Problem to solve
Filter the listing down to the lines containing the word "Some".

Entries shown
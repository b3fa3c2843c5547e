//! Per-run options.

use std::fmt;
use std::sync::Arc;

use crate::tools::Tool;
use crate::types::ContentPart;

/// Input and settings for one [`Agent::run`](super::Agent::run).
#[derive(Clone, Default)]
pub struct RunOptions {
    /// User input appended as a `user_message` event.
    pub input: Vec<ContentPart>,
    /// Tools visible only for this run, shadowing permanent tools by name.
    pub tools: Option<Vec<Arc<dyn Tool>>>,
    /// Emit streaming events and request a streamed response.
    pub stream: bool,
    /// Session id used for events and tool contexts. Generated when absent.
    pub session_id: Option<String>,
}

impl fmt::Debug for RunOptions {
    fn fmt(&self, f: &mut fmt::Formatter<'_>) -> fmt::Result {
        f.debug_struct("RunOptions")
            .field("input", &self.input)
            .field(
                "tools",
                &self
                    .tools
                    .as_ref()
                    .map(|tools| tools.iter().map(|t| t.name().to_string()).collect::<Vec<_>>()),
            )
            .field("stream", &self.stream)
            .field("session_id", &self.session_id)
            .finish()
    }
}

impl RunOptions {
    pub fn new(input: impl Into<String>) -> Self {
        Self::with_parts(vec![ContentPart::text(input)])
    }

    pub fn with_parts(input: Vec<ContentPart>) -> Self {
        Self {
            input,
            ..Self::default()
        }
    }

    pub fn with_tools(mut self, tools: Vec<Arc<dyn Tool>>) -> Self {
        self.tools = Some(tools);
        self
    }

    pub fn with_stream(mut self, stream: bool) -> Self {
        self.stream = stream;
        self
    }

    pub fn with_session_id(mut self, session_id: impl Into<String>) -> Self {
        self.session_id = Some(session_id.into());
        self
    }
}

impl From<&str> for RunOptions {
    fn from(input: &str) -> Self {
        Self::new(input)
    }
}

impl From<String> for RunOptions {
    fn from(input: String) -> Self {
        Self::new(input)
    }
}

---

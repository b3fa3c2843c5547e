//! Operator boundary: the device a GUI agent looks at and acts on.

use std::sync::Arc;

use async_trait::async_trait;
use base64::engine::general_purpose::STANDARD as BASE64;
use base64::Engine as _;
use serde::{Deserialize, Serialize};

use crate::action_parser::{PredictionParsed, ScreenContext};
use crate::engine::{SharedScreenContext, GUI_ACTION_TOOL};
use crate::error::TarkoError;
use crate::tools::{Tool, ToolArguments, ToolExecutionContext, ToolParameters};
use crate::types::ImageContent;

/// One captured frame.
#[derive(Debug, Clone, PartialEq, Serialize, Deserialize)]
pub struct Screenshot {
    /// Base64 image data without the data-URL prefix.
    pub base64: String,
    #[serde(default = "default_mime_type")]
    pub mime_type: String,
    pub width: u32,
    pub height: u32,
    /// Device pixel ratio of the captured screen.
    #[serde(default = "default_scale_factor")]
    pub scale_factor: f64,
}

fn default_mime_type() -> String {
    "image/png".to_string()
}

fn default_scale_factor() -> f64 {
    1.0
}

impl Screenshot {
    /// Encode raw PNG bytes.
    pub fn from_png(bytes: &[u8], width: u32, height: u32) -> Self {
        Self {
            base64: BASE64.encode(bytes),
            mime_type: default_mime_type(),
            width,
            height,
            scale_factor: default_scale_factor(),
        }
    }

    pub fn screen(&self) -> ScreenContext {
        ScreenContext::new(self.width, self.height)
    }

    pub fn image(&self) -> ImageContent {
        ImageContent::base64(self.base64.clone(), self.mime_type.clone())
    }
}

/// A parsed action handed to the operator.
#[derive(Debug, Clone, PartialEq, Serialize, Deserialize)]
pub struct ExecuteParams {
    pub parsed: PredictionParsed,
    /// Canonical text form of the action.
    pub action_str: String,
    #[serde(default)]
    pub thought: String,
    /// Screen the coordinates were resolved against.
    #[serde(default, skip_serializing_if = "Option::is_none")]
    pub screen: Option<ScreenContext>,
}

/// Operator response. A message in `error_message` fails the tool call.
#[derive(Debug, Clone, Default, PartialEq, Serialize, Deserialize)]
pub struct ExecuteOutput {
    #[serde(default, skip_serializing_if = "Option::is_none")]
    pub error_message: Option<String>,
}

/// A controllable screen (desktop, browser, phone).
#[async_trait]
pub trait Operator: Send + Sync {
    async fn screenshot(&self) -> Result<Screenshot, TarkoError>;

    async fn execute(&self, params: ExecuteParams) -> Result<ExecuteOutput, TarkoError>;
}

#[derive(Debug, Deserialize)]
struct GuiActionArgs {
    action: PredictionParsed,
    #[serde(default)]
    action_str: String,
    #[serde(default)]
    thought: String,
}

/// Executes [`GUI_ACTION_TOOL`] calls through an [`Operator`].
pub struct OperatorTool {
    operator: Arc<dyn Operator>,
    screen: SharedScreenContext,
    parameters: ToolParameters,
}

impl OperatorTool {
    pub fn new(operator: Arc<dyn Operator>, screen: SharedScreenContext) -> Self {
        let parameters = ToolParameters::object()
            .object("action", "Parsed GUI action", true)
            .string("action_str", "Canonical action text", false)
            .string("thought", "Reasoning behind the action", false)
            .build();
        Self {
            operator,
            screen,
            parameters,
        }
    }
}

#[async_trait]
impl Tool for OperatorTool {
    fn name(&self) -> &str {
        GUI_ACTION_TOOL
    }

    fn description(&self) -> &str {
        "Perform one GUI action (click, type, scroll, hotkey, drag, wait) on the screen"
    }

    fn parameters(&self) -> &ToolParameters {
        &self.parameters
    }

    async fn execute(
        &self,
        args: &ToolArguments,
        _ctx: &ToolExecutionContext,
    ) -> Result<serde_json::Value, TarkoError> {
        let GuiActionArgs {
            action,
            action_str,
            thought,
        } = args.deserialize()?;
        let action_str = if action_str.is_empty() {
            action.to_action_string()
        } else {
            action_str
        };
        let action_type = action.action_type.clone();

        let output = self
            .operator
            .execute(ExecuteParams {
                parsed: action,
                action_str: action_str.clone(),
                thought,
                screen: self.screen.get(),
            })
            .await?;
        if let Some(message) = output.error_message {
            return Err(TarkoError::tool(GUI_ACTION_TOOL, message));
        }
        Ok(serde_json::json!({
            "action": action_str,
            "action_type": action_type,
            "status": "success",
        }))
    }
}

Completed exercise
        self.tools = Some(tools);
        self.session_id = Some(session_id.into());
        if let Some(message) = output.error_message {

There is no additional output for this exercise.